While the movie begins, Totsuko frequents a Christian boarding school with Kimi, a popular woman whose color is a desirable electric blue. When Kimi suddenly leaves school, Totsuko excava her, even though everything finds her practicing guitar while running in a small remote bookstore. Purchases in the library are Rui, a child whose in -depth studies for his long -term medicine in medicine do not deter his secret love for the creation of music. The 3 agree to compose and play songs together, using an old church in a remote control of the island as a practice session space.

The movie’s action doesn’t extend much further than that; though the band is, for each of the three nascent musicians, a small act of independence, even rebellion, “The Colors Within” has such an aloof tone that the deeper motivations and stakes for each character, though alluded to, don’t feel substantial enough to provide the story with any sense of urgency.

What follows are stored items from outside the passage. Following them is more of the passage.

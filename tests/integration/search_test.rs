use assert_cmd::Command;
use predicates::prelude::*;
use std::path::PathBuf;

fn fixture_path(name: &str) -> PathBuf {
    PathBuf::from(env!("CARGO_MANIFEST_DIR"))
        .join("tests")
        .join("fixtures")
        .join(name)
}

fn search_json(query: &str) -> serde_json::Value {
    let output = Command::cargo_bin("routescan")
        .unwrap()
        .args([
            "search",
            query,
            fixture_path("polyglot").to_str().unwrap(),
            "--format",
            "json",
            "--quiet",
        ])
        .assert()
        .success()
        .get_output()
        .stdout
        .clone();
    serde_json::from_slice(&output).unwrap()
}

#[test]
fn search_matches_method_case_insensitively() {
    let json = search_json("post");
    let endpoints = json["endpoints"].as_array().unwrap();
    assert_eq!(endpoints.len(), 3);
    assert!(endpoints.iter().all(|e| e["method"] == "POST"
        || e["handler"].as_str().unwrap().contains("post")));
    assert_eq!(json["metadata"]["query"], "post");
    // Totals describe the whole scan
    assert_eq!(json["metadata"]["endpoint_count"], 11);
}

#[test]
fn search_matches_framework_tag() {
    let json = search_json("jax-rs");
    let paths: Vec<&str> = json["endpoints"]
        .as_array()
        .unwrap()
        .iter()
        .map(|e| e["path"].as_str().unwrap())
        .collect();
    assert_eq!(paths, vec!["/orders", "/orders/{id}/cancel"]);
}

#[test]
fn search_matches_owner() {
    let json = search_json("userresource");
    assert_eq!(json["endpoints"].as_array().unwrap().len(), 2);
}

#[test]
fn search_without_matches_is_empty() {
    let json = search_json("graphql");
    assert_eq!(json["endpoints"], serde_json::json!([]));
}

#[test]
fn search_text_summary() {
    Command::cargo_bin("routescan")
        .unwrap()
        .args(["search", "items", fixture_path("polyglot").to_str().unwrap()])
        .assert()
        .success()
        .stdout(predicate::str::contains("GET /items"))
        .stdout(predicate::str::contains("PUT /items/{item_id}"))
        .stderr(predicate::str::contains("2 matching 'items'"));
}
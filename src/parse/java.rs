//! Line scanning shared by the annotation-driven Java parsers.

use crate::parse::common::{brace_counts, call_arguments, is_comment_or_blank};
use once_cell::sync::Lazy;
use regex::Regex;

static CLASS_DECL: Lazy<Regex> =
    Lazy::new(|| Regex::new(r"(?:^|[^.\w])class\s+([A-Za-z_]\w*)").unwrap());
static ANNOTATION: Lazy<Regex> = Lazy::new(|| Regex::new(r"@([A-Za-z_][\w.]*)").unwrap());
static VISIBILITY: Lazy<Regex> =
    Lazy::new(|| Regex::new(r"\b(?:public|private|protected)\b").unwrap());

/// Name declared by a `class X` on this line, if any.
pub fn class_name(line: &str) -> Option<&str> {
    CLASS_DECL
        .captures(line)
        .and_then(|c| c.get(1))
        .map(|m| m.as_str())
}

/// Text following the first visibility modifier, if the line has one.
pub fn after_visibility(line: &str) -> Option<&str> {
    VISIBILITY.find(line).map(|m| &line[m.end()..])
}

#[derive(Debug, Clone, PartialEq, Eq)]
pub struct Annotation<'a> {
    /// Simple name, package qualifier stripped
    pub name: &'a str,
    /// Argument text, empty for marker annotations
    pub args: String,
    pub end_line: usize,
    /// Code left on `end_line` after the annotation
    pub rest: &'a str,
}

/// Every annotation that starts on `lines[index]`, with its (possibly
/// multi-line) arguments.
pub fn annotations_on_line<'a>(lines: &[&'a str], index: usize) -> Vec<Annotation<'a>> {
    let line = lines[index];
    let mut found = Vec::new();
    let mut pos = 0;
    while pos < line.len() {
        let Some(caps) = ANNOTATION.captures(&line[pos..]) else {
            break;
        };
        let (Some(whole), Some(qualified)) = (caps.get(0), caps.get(1)) else {
            break;
        };
        let end = pos + whole.end();
        let qualified = &line[pos + qualified.start()..pos + qualified.end()];
        let name = qualified.rsplit('.').next().unwrap_or(qualified);
        match call_arguments(lines, index, end) {
            Some(call) => {
                let same_line = call.end_line == index;
                pos = call.end_col;
                found.push(Annotation {
                    name,
                    args: call.text,
                    end_line: call.end_line,
                    rest: &lines[call.end_line][call.end_col..],
                });
                if !same_line {
                    break;
                }
            }
            None => {
                pos = end;
                found.push(Annotation {
                    name,
                    args: String::new(),
                    end_line: index,
                    rest: &line[end..],
                });
            }
        }
    }
    found
}

/// True when the annotation ending on `end_line` (starting on `index`)
/// decorates a class declaration rather than a member.
pub fn annotates_type(lines: &[&str], index: usize, end_line: usize) -> bool {
    if class_name(lines[index]).is_some() || class_name(lines[end_line]).is_some() {
        return true;
    }
    let mut j = end_line + 1;
    while j < lines.len() {
        let trimmed = lines[j].trim();
        if is_comment_or_blank(trimmed) {
            j += 1;
            continue;
        }
        if trimmed.starts_with('@') {
            if class_name(trimmed).is_some() {
                return true;
            }
            let last_end = annotations_on_line(lines, j)
                .last()
                .map(|a| a.end_line)
                .unwrap_or(j);
            j = last_end + 1;
            continue;
        }
        return class_name(trimmed).is_some();
    }
    false
}

/// One class being walked, with parser-specific header data.
#[derive(Debug)]
pub struct ClassScope<T> {
    pub name: String,
    pub data: T,
    open_depth: i32,
    entered: bool,
}

/// Brace-depth tracker for nested class bodies.
#[derive(Debug)]
pub struct ClassScopes<T> {
    scopes: Vec<ClassScope<T>>,
    depth: i32,
}

impl<T> ClassScopes<T> {
    pub fn new() -> Self {
        Self {
            scopes: Vec::new(),
            depth: 0,
        }
    }

    /// Start a class declared on the line about to be passed to `advance`.
    pub fn open(&mut self, name: &str, data: T) {
        self.scopes.push(ClassScope {
            name: name.to_string(),
            data,
            open_depth: self.depth,
            entered: false,
        });
    }

    /// Innermost class whose body is being walked.
    pub fn current(&self) -> Option<&ClassScope<T>> {
        self.scopes.iter().rev().find(|s| s.entered)
    }

    /// Account for one line's braces, closing finished class bodies.
    pub fn advance(&mut self, line: &str) {
        let (opens, closes) = brace_counts(line);
        if opens > 0 {
            if let Some(top) = self.scopes.last_mut() {
                top.entered = true;
            }
        }
        self.depth += opens - closes;
        while self
            .scopes
            .last()
            .is_some_and(|top| top.entered && self.depth <= top.open_depth)
        {
            self.scopes.pop();
        }
    }
}

impl<T> Default for ClassScopes<T> {
    fn default() -> Self {
        Self::new()
    }
}

#[cfg(test)]
mod tests {
    use super::*;

    #[test]
    fn class_names() {
        assert_eq!(class_name("public class UserController {"), Some("UserController"));
        assert_eq!(class_name("final class A"), Some("A"));
        assert_eq!(class_name("Foo.class.getName();"), None);
        assert_eq!(class_name("int classCount = 0;"), None);
    }

    #[test]
    fn annotations_with_args() {
        let lines = vec![r#"@GetMapping("/x") @ResponseBody public String x() {"#];
        let anns = annotations_on_line(&lines, 0);
        let names: Vec<_> = anns.iter().map(|a| a.name).collect();
        assert_eq!(names, vec!["GetMapping", "ResponseBody"]);
        assert_eq!(anns[0].args, r#""/x""#);
        assert_eq!(anns[1].rest, " public String x() {");
    }

    #[test]
    fn qualified_annotation_uses_simple_name() {
        let lines = vec!["@org.springframework.web.bind.annotation.RestController"];
        let anns = annotations_on_line(&lines, 0);
        assert_eq!(anns[0].name, "RestController");
    }

    #[test]
    fn multi_line_annotation_ends_late() {
        let lines = vec![
            "@RequestMapping(",
            "    value = \"/api\",",
            "    produces = \"application/json\")",
            "public class A {",
        ];
        let anns = annotations_on_line(&lines, 0);
        assert_eq!(anns.len(), 1);
        assert_eq!(anns[0].end_line, 2);
        assert!(annotates_type(&lines, 0, anns[0].end_line));
    }

    #[test]
    fn member_annotation_is_not_type_level() {
        let lines = vec![
            "@RequestMapping(\"/x\")",
            "// comment",
            "@ResponseBody",
            "public String x() {",
        ];
        assert!(!annotates_type(&lines, 0, 0));

        let typed = vec!["@RequestMapping(\"/x\")", "@Validated", "public class A {"];
        assert!(annotates_type(&typed, 0, 0));
    }

    #[test]
    fn scopes_follow_nesting() {
        let mut scopes: ClassScopes<()> = ClassScopes::new();
        scopes.open("Outer", ());
        scopes.advance("public class Outer {");
        scopes.advance("  void a() {");
        scopes.advance("  }");
        assert_eq!(scopes.current().unwrap().name, "Outer");
        scopes.open("Inner", ());
        scopes.advance("  static class Inner");
        assert_eq!(scopes.current().map(|s| s.name.as_str()), Some("Outer"));
        scopes.advance("  {");
        assert_eq!(scopes.current().unwrap().name, "Inner");
        scopes.advance("  }");
        assert_eq!(scopes.current().unwrap().name, "Outer");
        scopes.advance("}");
        assert!(scopes.current().is_none());
    }

    #[test]
    fn single_line_class_closes_immediately() {
        let mut scopes: ClassScopes<()> = ClassScopes::new();
        scopes.open("Empty", ());
        scopes.advance("class Empty {}");
        assert!(scopes.current().is_none());
    }
}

Rui is quietly distant from his mother, who expects him to take over the family’s medical clinic. Kimi hasn’t told her grandmother, whom she lives with, that she has dropped out of school. And Totsuko, who once aspired to be a ballerina in the dance school her mother owns, now twirls through the halls on her own and tries to be the most respectful, devout student she can be. But “The Colors Within” is more invested in their enthusiasm for making music together than in the shared feeling of alienation, and the platonic (and even, perhaps, romantic) interest that led them to one another in the first place.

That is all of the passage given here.